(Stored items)
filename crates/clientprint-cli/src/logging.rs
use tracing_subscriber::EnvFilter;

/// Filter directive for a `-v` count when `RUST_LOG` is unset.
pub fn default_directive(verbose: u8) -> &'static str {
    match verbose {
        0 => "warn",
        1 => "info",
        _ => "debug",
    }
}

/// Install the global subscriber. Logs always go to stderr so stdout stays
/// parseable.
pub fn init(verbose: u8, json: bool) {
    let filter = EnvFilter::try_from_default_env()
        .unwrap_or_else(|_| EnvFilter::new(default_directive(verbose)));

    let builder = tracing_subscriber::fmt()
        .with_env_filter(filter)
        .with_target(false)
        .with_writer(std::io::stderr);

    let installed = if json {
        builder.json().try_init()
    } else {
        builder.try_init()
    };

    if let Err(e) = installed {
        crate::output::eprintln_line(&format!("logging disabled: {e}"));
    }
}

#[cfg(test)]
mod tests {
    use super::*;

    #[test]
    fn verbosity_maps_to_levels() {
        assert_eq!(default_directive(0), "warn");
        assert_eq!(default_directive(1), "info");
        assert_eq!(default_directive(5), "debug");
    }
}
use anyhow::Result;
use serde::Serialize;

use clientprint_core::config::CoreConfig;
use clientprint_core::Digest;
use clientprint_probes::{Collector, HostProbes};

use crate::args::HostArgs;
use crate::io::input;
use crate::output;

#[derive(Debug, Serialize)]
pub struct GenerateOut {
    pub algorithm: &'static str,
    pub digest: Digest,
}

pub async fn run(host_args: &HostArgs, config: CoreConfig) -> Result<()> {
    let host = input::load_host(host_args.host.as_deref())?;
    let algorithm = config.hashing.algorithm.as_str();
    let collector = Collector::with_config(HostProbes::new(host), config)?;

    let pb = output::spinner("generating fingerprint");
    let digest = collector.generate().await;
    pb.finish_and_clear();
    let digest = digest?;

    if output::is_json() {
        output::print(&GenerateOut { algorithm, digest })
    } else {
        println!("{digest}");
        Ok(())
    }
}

---

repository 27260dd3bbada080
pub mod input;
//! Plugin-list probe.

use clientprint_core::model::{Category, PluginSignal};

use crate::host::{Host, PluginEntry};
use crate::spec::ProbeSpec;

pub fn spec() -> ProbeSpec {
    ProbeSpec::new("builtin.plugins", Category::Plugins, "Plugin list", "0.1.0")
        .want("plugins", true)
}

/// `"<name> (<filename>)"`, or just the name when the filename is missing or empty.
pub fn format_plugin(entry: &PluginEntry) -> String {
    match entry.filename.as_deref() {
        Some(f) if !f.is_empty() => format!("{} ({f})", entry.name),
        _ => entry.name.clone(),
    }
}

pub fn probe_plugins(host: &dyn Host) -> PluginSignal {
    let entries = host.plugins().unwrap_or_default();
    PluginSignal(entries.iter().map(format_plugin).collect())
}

Exercise instructions | Which lines above run from the one containing "filename crates/clientprint-cli/src/logging.rs" down to the one containing "let algorithm = config.hashing.algorithm.as_str();"? Repeat exactly those, both ends included, and nothing else.

Your response |
filename crates/clientprint-cli/src/logging.rs
use tracing_subscriber::EnvFilter;

/// Filter directive for a `-v` count when `RUST_LOG` is unset.
pub fn default_directive(verbose: u8) -> &'static str {
    match verbose {
        0 => "warn",
        1 => "info",
        _ => "debug",
    }
}

/// Install the global subscriber. Logs always go to stderr so stdout stays
/// parseable.
pub fn init(verbose: u8, json: bool) {
    let filter = EnvFilter::try_from_default_env()
        .unwrap_or_else(|_| EnvFilter::new(default_directive(verbose)));

    let builder = tracing_subscriber::fmt()
        .with_env_filter(filter)
        .with_target(false)
        .with_writer(std::io::stderr);

    let installed = if json {
        builder.json().try_init()
    } else {
        builder.try_init()
    };

    if let Err(e) = installed {
        crate::output::eprintln_line(&format!("logging disabled: {e}"));
    }
}

#[cfg(test)]
mod tests {
    use super::*;

    #[test]
    fn verbosity_maps_to_levels() {
        assert_eq!(default_directive(0), "warn");
        assert_eq!(default_directive(1), "info");
        assert_eq!(default_directive(5), "debug");
    }
}
use anyhow::Result;
use serde::Serialize;

use clientprint_core::config::CoreConfig;
use clientprint_core::Digest;
use clientprint_probes::{Collector, HostProbes};

use crate::args::HostArgs;
use crate::io::input;
use crate::output;

#[derive(Debug, Serialize)]
pub struct GenerateOut {
    pub algorithm: &'static str,
    pub digest: Digest,
}

pub async fn run(host_args: &HostArgs, config: CoreConfig) -> Result<()> {
    let host = input::load_host(host_args.host.as_deref())?;
    let algorithm = config.hashing.algorithm.as_str();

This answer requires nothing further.